Problem statement:
Filter the entries, keeping every line with the string "fetch".

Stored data
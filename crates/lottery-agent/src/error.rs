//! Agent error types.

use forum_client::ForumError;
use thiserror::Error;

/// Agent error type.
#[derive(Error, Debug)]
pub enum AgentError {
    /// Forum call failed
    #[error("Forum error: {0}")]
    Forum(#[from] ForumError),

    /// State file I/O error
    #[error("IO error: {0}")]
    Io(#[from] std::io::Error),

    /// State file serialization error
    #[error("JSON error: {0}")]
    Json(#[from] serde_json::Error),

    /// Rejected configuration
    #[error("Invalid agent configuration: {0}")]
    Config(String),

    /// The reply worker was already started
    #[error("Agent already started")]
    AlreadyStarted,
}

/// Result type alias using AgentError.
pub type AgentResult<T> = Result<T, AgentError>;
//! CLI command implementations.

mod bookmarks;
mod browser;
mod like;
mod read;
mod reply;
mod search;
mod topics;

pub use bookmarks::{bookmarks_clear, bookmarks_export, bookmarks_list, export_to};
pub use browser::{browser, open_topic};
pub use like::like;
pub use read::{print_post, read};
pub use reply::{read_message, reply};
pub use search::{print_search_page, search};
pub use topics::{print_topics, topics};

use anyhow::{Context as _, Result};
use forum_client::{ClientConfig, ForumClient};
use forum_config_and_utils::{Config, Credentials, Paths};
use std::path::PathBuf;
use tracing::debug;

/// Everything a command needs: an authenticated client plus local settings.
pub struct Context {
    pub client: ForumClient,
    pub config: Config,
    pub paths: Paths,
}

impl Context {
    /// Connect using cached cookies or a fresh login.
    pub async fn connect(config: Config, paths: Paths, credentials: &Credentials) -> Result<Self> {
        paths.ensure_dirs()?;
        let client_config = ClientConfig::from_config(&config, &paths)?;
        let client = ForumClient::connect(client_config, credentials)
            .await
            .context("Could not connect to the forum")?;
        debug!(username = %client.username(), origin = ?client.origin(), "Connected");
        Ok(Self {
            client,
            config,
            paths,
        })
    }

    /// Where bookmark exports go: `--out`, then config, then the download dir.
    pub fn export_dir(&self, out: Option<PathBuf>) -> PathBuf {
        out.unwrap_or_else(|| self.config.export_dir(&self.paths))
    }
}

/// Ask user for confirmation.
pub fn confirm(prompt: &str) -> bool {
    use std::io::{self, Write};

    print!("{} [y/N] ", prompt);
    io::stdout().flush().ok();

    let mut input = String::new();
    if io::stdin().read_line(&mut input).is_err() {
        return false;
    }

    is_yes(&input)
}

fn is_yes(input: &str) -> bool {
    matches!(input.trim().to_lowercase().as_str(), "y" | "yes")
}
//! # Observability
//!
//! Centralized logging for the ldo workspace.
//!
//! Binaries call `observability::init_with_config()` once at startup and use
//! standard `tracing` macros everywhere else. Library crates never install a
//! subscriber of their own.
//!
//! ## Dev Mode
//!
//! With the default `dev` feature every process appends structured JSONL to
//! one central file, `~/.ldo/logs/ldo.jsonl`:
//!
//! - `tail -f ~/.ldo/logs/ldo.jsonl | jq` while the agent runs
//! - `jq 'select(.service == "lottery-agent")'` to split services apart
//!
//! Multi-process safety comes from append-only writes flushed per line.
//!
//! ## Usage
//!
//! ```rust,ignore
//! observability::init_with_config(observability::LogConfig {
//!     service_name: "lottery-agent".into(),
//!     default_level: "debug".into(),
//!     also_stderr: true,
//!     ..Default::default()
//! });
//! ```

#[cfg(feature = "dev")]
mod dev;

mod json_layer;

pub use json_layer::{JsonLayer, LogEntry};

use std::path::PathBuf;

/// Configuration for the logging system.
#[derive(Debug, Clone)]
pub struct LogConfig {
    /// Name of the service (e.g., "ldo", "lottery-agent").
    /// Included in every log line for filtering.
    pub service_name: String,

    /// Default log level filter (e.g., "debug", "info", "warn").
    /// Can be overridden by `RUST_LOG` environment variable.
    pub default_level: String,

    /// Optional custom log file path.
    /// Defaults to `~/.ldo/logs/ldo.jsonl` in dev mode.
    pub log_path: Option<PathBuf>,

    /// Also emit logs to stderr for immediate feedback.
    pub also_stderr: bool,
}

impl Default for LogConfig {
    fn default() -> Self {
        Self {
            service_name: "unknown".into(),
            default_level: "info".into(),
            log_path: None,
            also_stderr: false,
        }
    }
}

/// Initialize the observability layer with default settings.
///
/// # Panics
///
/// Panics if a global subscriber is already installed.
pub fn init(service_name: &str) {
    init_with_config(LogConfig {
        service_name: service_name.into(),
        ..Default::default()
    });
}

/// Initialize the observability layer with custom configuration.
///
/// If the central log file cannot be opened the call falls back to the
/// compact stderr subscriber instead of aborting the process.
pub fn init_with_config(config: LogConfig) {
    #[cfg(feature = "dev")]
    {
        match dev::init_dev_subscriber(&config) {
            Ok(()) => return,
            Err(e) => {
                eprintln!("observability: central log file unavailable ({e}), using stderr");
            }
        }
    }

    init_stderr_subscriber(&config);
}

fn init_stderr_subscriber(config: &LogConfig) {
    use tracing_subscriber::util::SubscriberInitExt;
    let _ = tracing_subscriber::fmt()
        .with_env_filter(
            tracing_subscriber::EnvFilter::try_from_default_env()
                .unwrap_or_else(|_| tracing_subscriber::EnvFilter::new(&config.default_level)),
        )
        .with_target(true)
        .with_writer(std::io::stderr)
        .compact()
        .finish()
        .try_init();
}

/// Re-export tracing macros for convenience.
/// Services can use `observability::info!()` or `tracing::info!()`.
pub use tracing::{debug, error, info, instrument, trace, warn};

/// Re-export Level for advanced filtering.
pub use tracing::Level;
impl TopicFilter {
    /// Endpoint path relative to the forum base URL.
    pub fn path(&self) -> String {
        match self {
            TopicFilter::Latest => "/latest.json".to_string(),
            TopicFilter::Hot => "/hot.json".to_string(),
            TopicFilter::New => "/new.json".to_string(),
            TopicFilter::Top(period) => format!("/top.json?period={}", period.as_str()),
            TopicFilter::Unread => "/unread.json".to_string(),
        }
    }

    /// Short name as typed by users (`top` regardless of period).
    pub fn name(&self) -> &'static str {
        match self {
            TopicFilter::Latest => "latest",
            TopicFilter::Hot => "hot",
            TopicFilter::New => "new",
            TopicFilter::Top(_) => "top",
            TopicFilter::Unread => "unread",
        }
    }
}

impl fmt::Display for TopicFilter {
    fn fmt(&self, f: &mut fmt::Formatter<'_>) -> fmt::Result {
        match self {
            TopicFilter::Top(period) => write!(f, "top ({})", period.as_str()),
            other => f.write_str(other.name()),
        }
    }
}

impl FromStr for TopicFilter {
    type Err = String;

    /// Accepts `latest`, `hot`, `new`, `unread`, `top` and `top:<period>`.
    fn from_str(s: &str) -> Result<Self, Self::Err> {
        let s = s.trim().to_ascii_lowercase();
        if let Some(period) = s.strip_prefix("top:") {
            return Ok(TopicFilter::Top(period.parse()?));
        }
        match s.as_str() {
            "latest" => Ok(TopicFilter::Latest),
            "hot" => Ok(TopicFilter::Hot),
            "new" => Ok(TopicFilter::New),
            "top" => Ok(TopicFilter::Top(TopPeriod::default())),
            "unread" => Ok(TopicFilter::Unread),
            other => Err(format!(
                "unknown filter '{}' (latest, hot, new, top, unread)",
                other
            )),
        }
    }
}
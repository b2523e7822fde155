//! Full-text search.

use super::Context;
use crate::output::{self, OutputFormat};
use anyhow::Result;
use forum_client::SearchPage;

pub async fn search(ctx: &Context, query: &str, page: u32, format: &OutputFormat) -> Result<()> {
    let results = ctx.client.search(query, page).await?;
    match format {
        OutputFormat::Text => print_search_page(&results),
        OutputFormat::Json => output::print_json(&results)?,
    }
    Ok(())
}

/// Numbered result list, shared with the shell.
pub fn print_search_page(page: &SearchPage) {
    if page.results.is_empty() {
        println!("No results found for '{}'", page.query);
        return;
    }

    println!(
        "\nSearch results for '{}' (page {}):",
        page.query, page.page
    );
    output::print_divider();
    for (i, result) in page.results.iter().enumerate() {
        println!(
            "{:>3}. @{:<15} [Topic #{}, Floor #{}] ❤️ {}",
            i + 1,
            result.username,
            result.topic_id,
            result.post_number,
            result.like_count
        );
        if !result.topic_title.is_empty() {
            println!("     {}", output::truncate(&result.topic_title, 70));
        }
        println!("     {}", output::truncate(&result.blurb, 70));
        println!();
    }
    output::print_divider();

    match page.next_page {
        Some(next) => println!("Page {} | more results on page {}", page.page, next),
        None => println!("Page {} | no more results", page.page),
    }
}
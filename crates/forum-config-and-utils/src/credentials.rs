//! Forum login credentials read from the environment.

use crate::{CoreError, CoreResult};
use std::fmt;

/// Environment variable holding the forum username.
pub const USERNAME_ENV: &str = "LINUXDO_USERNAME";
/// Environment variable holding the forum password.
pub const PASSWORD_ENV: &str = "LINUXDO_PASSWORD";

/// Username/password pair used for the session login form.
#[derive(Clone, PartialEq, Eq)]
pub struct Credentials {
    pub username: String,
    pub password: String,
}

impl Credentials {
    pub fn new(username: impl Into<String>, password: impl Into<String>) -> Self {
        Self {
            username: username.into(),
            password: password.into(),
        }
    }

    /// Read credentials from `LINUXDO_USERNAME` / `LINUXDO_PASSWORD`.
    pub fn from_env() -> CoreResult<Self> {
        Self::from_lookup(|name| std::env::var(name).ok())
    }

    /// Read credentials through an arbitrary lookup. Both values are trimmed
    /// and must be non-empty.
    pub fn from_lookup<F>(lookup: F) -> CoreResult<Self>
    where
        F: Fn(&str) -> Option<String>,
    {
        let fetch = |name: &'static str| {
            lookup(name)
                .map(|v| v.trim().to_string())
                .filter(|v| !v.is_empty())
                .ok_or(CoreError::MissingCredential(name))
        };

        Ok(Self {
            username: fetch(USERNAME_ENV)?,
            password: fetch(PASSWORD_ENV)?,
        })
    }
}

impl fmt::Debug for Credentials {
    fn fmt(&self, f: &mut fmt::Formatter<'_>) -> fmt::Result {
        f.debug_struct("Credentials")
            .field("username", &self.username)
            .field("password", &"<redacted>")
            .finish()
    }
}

Task response:
        let fetch = |name: &'static str| {
            username: fetch(USERNAME_ENV)?,
            password: fetch(PASSWORD_ENV)?,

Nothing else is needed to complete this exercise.